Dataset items
Content starts

#[cfg(test)]
mod tests {
    use std::cell::RefCell;
    use std::rc::Rc;

    use super::*;
    use crate::core::geometry::{ParallaxStyle, Point, Size, QUARTER_TURN};
    use crate::core::surface::PlaybackHandle;

    const FRAME: Duration = Duration::from_micros(16_667);

    fn stage() -> Stage {
        Stage::new(
            Size::new(390.0, 844.0),
            Point::new(0.0, 47.0),
            ParallaxStyle::default(),
            PlaybackHandle::open("https://example.invalid/a.m3u8"),
        )
    }

    fn coordinator() -> TransitionCoordinator {
        TransitionCoordinator::new(SharedElementAnimator::default())
    }

    /// Collects every report a completion receives.
    fn recorder() -> (Rc<RefCell<Vec<TransitionReport>>>, impl Fn() -> Completion) {
        let log = Rc::new(RefCell::new(Vec::new()));
        let make = {
            let log = Rc::clone(&log);
            move || -> Completion {
                let log = Rc::clone(&log);
                Box::new(move |r: &TransitionReport| log.borrow_mut().push(*r))
            }
        };
        (log, make)
    }

    fn run_to_end(c: &mut TransitionCoordinator, s: &mut Stage) -> TransitionReport {
        for _ in 0..1000 {
            assert_eq!(s.owner(), HostId::TransitionLayer);
            if let Some(report) = c.tick(s, FRAME) {
                return report;
            }
        }
        panic!("transition never finished");
    }

    fn expand(c: &mut TransitionCoordinator, s: &mut Stage, done: Completion) -> Result<TransitionId, TransitionError> {
        s.prepare_fullscreen();
        let req = s.inline.expand_request(&s.surface);
        c.request_expand(s, req, done)
    }

    fn dismiss(c: &mut TransitionCoordinator, s: &mut Stage, done: Completion) -> Result<TransitionId, TransitionError> {
        let req = s.fullscreen.as_ref().map(|f| f.dismiss_request()).expect("fullscreen host");
        c.request_dismiss(s, req, done)
    }

    #[test]
    fn expand_lands_on_fullscreen_host() {
        let (log, done) = recorder();
        let mut s = stage();
        let mut c = coordinator();

        assert_eq!(s.owner(), HostId::Inline);
        expand(&mut c, &mut s, done()).unwrap();
        assert_eq!(c.state(), TransitionState::Presenting);
        assert_eq!(s.owner(), HostId::TransitionLayer);
        assert_eq!(s.fullscreen.as_ref().map(|f| f.alpha()), Some(0.0));

        let report = run_to_end(&mut c, &mut s);
        assert!(report.success);
        assert_eq!(report.state, TransitionState::Presented);
        assert_eq!(report.owner, HostId::Fullscreen);
        assert_eq!(c.state(), TransitionState::Presented);
        assert_eq!(s.owner(), HostId::Fullscreen);
        assert_eq!(s.fullscreen.as_ref().map(|f| f.alpha()), Some(1.0));
        assert_eq!(s.surface.geometry().rotation, QUARTER_TURN);
        assert!(s
            .surface_frame_in(Space::Window)
            .approx_eq(&Frame::new(0.0, 0.0, 390.0, 844.0), 1e-9));
        assert_eq!(*log.borrow(), vec![report]);
    }

    #[test]
    fn expand_starts_from_the_shrunk_on_screen_rectangle() {
        let (_, done) = recorder();
        let mut s = stage();
        let mut c = coordinator();
        let h = s.inline.full_height();
        s.inline.on_scroll(-h * 0.25, h);
        let visible = s.inline.on_screen_frame();

        expand(&mut c, &mut s, done()).unwrap();
        assert!(s.surface_frame_in(Space::Window).approx_eq(&visible, 1e-9));
        assert!(s.surface.geometry().is_upright());
        let from = c.animation().map(|a| a.from().geometry.frame()).unwrap();
        assert!(from.approx_eq(&visible, 1e-9));
    }

    #[test]
    fn geometry_and_opacity_end_on_the_same_frame() {
        let (_, done) = recorder();
        let mut s = stage();
        let mut c = coordinator();
        expand(&mut c, &mut s, done()).unwrap();
        let to = *c.animation().unwrap().to();

        let mut ended_early = false;
        loop {
            let before_geometry = *s.surface.geometry();
            if c.tick(&mut s, FRAME).is_some() {
                break;
            }
            if *s.surface.geometry() == to.geometry && before_geometry == to.geometry {
                ended_early = true;
            }
        }
        assert!(!ended_early, "geometry settled before the animation finished");
        assert_eq!(*s.surface.geometry(), to.geometry);
        assert_eq!(s.fullscreen.as_ref().map(|f| f.alpha()), Some(1.0));
    }

    #[test]
    fn expand_while_presenting_is_rejected() {
        let (log, done) = recorder();
        let mut s = stage();
        let mut c = coordinator();
        let first = expand(&mut c, &mut s, done()).unwrap();
        c.tick(&mut s, FRAME);
        let geometry = *s.surface.geometry();

        let err = expand(&mut c, &mut s, done()).unwrap_err();
        assert_eq!(
            err,
            TransitionError::InvalidState {
                kind: TransitionKind::Present,
                state: TransitionState::Presenting,
            }
        );
        assert_eq!(c.state(), TransitionState::Presenting);
        assert_eq!(*s.surface.geometry(), geometry);

        let report = run_to_end(&mut c, &mut s);
        assert_eq!(report.id, first);
        assert_eq!(log.borrow().len(), 1);
    }

    #[test]
    fn dismiss_requires_presented() {
        let (log, done) = recorder();
        let mut s = stage();
        let mut c = coordinator();
        s.prepare_fullscreen();
        let req = s.fullscreen.as_ref().unwrap().dismiss_request();
        let err = c.request_dismiss(&mut s, req, done()).unwrap_err();
        assert!(matches!(err, TransitionError::InvalidState { kind: TransitionKind::Dismiss, state: TransitionState::Idle }));
        assert_eq!(s.owner(), HostId::Inline);
        assert!(log.borrow().is_empty());
    }

    #[test]
    fn missing_fullscreen_host_aborts_without_mutation() {
        let (log, done) = recorder();
        let mut s = stage();
        let mut c = coordinator();
        let before = *s.surface.geometry();

        let req = s.inline.expand_request(&s.surface);
        let err = c.request_expand(&mut s, req, done()).unwrap_err();
        assert_eq!(
            err,
            TransitionError::MissingParticipant {
                kind: TransitionKind::Present,
                participant: Participant::FullscreenHost,
            }
        );
        assert_eq!(c.state(), TransitionState::Idle);
        assert_eq!(s.owner(), HostId::Inline);
        assert_eq!(*s.surface.geometry(), before);
        assert_eq!(s.surface.transfers(), 0);
        assert!(!c.is_animating());
        assert!(log.borrow().is_empty());
    }

    #[test]
    fn surface_owned_elsewhere_aborts_expand() {
        let (_, done) = recorder();
        let mut s = stage();
        let mut c = coordinator();
        s.prepare_fullscreen().set_alpha(0.5);
        if let Some(fullscreen) = s.fullscreen.as_ref() {
            fullscreen.take_over(&mut s.surface);
        }
        let err = expand(&mut c, &mut s, done()).unwrap_err();
        assert!(matches!(
            err,
            TransitionError::MissingParticipant {
                participant: Participant::Surface { expected: HostId::Inline, found: HostId::Fullscreen },
                ..
            }
        ));
        assert_eq!(c.state(), TransitionState::Idle);
        assert_eq!(s.fullscreen.as_ref().map(|f| f.alpha()), Some(0.5));
    }

    #[test]
    fn round_trip_returns_surface_to_current_inline_bounds() {
        let (log, done) = recorder();
        let mut s = stage();
        let mut c = coordinator();
        let original = s.surface_frame_in(Space::Window);

        expand(&mut c, &mut s, done()).unwrap();
        run_to_end(&mut c, &mut s);

        // Scrolled and rotated while fullscreen.
        s.resize(Size::new(844.0, 390.0));
        let h = s.inline.full_height();
        s.inline.on_scroll(-h * 0.5, h);
        let live_target = s.inline.on_screen_frame();
        assert!(!live_target.approx_eq(&original, 1e-6));

        dismiss(&mut c, &mut s, done()).unwrap();
        assert_eq!(c.state(), TransitionState::Dismissing);
        assert_eq!(s.fullscreen.as_ref().map(|f| f.is_hidden()), Some(true));
        let to = c.animation().map(|a| a.to().geometry.frame()).unwrap();
        assert!(to.approx_eq(&live_target, 1e-9));

        let report = run_to_end(&mut c, &mut s);
        assert!(report.success);
        assert_eq!(report.state, TransitionState::Idle);
        assert_eq!(s.owner(), HostId::Inline);
        assert!(s.fullscreen.is_none());
        assert!(s.surface.geometry().is_upright());
        assert!(s.surface.frame().approx_eq(&s.inline.bounds(), 1e-9));
        assert!(s.surface_frame_in(Space::Window).approx_eq(&live_target, 1e-9));
        assert_eq!(log.borrow().len(), 2);
    }

    #[test]
    fn interrupted_present_rolls_back_inline() {
        let (log, done) = recorder();
        let mut s = stage();
        let mut c = coordinator();
        expand(&mut c, &mut s, done()).unwrap();
        for _ in 0..10 {
            c.tick(&mut s, FRAME);
        }

        let report = c.interrupt(&mut s).unwrap();
        assert!(!report.success);
        assert_eq!(report.state, TransitionState::Idle);
        assert_eq!(c.state(), TransitionState::Idle);
        assert_eq!(s.owner(), HostId::Inline);
        assert!(s.fullscreen.is_none());
        assert!(s.surface.frame().approx_eq(&s.inline.bounds(), 1e-9));
        assert_eq!(log.borrow().as_slice(), &[report]);

        // Nothing left to interrupt or tick.
        assert!(c.interrupt(&mut s).is_none());
        assert!(c.tick(&mut s, FRAME).is_none());
        // And a fresh expand is accepted.
        assert!(expand(&mut c, &mut s, done()).is_ok());
    }

    #[test]
    fn interrupted_dismiss_stays_presented() {
        let (_, done) = recorder();
        let mut s = stage();
        let mut c = coordinator();
        expand(&mut c, &mut s, done()).unwrap();
        run_to_end(&mut c, &mut s);
        dismiss(&mut c, &mut s, done()).unwrap();
        c.tick(&mut s, FRAME);

        let report = c.interrupt(&mut s).unwrap();
        assert!(!report.success);
        assert_eq!(report.state, TransitionState::Presented);
        assert_eq!(s.owner(), HostId::Fullscreen);
        let fullscreen = s.fullscreen.as_ref().unwrap();
        assert!(!fullscreen.is_hidden());
        assert_eq!(*s.surface.geometry(), fullscreen.rotated_layout());
    }

    #[test]
    fn resize_mid_present_keeps_target_and_lands_on_live_layout() {
        let (_, done) = recorder();
        let mut s = stage();
        let mut c = coordinator();
        expand(&mut c, &mut s, done()).unwrap();
        for _ in 0..5 {
            c.tick(&mut s, FRAME);
        }
        let to = *c.animation().unwrap().to();
        let in_flight = *s.surface.geometry();

        s.resize(Size::new(844.0, 390.0));
        assert_eq!(*c.animation().unwrap().to(), to);
        assert_eq!(*s.surface.geometry(), in_flight);
        assert_eq!(s.owner(), HostId::TransitionLayer);

        let report = run_to_end(&mut c, &mut s);
        assert!(report.success);
        assert_eq!(report.state, TransitionState::Presented);
        assert_eq!(s.owner(), HostId::Fullscreen);
        let live = s.fullscreen.as_ref().map(|f| f.rotated_layout()).unwrap();
        assert_eq!(*s.surface.geometry(), live);
        assert_eq!(live.center, Point::new(422.0, 195.0));
        assert_eq!(live.size, Size::new(390.0, 844.0));
        assert_eq!(live.rotation, QUARTER_TURN);
        assert_ne!(live, to.geometry);
    }

    #[test]
    fn resize_mid_dismiss_keeps_target_and_lands_on_live_bounds() {
        let (_, done) = recorder();
        let mut s = stage();
        let mut c = coordinator();
        expand(&mut c, &mut s, done()).unwrap();
        run_to_end(&mut c, &mut s);
        dismiss(&mut c, &mut s, done()).unwrap();
        for _ in 0..5 {
            c.tick(&mut s, FRAME);
        }
        let to = *c.animation().unwrap().to();

        s.resize(Size::new(844.0, 390.0));
        assert_eq!(*c.animation().unwrap().to(), to);
        assert_eq!(s.owner(), HostId::TransitionLayer);

        let report = run_to_end(&mut c, &mut s);
        assert!(report.success);
        assert_eq!(report.state, TransitionState::Idle);
        assert_eq!(s.owner(), HostId::Inline);
        assert!(s.fullscreen.is_none());
        assert!(s.surface.frame().approx_eq(&s.inline.bounds(), 1e-9));
        assert!(s.surface.frame().approx_eq(&Frame::new(0.0, 0.0, 844.0, 474.75), 1e-9));
        assert!(!s.surface_frame_in(Space::Window).approx_eq(&to.geometry.frame(), 1e-6));
    }

    #[test]
    fn destination_removed_mid_flight_still_lands_on_a_host() {
        let (_, done) = recorder();
        let mut s = stage();
        let mut c = coordinator();
        expand(&mut c, &mut s, done()).unwrap();
        c.tick(&mut s, FRAME);
        s.fullscreen = None;

        let report = run_to_end(&mut c, &mut s);
        assert_eq!(report.state, TransitionState::Idle);
        assert_eq!(report.owner, HostId::Inline);
        assert_eq!(c.state(), TransitionState::Idle);
    }

    #[test]
    fn scrolling_mid_flight_never_moves_the_surface() {
        let (_, done) = recorder();
        let mut s = stage();
        let mut c = coordinator();
        expand(&mut c, &mut s, done()).unwrap();
        c.tick(&mut s, FRAME);
        let g = *s.surface.geometry();
        let h = s.inline.full_height();
        s.inline.on_scroll(0.0, h);
        assert_eq!(*s.surface.geometry(), g);
        assert_eq!(s.owner(), HostId::TransitionLayer);
    }
}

Content ends

| What you have to do |
Only the lines with "finished" are needed; find them in the records and copy each one.

| Reply |
        panic!("transition never finished");
        assert!(!ended_early, "geometry settled before the animation finished");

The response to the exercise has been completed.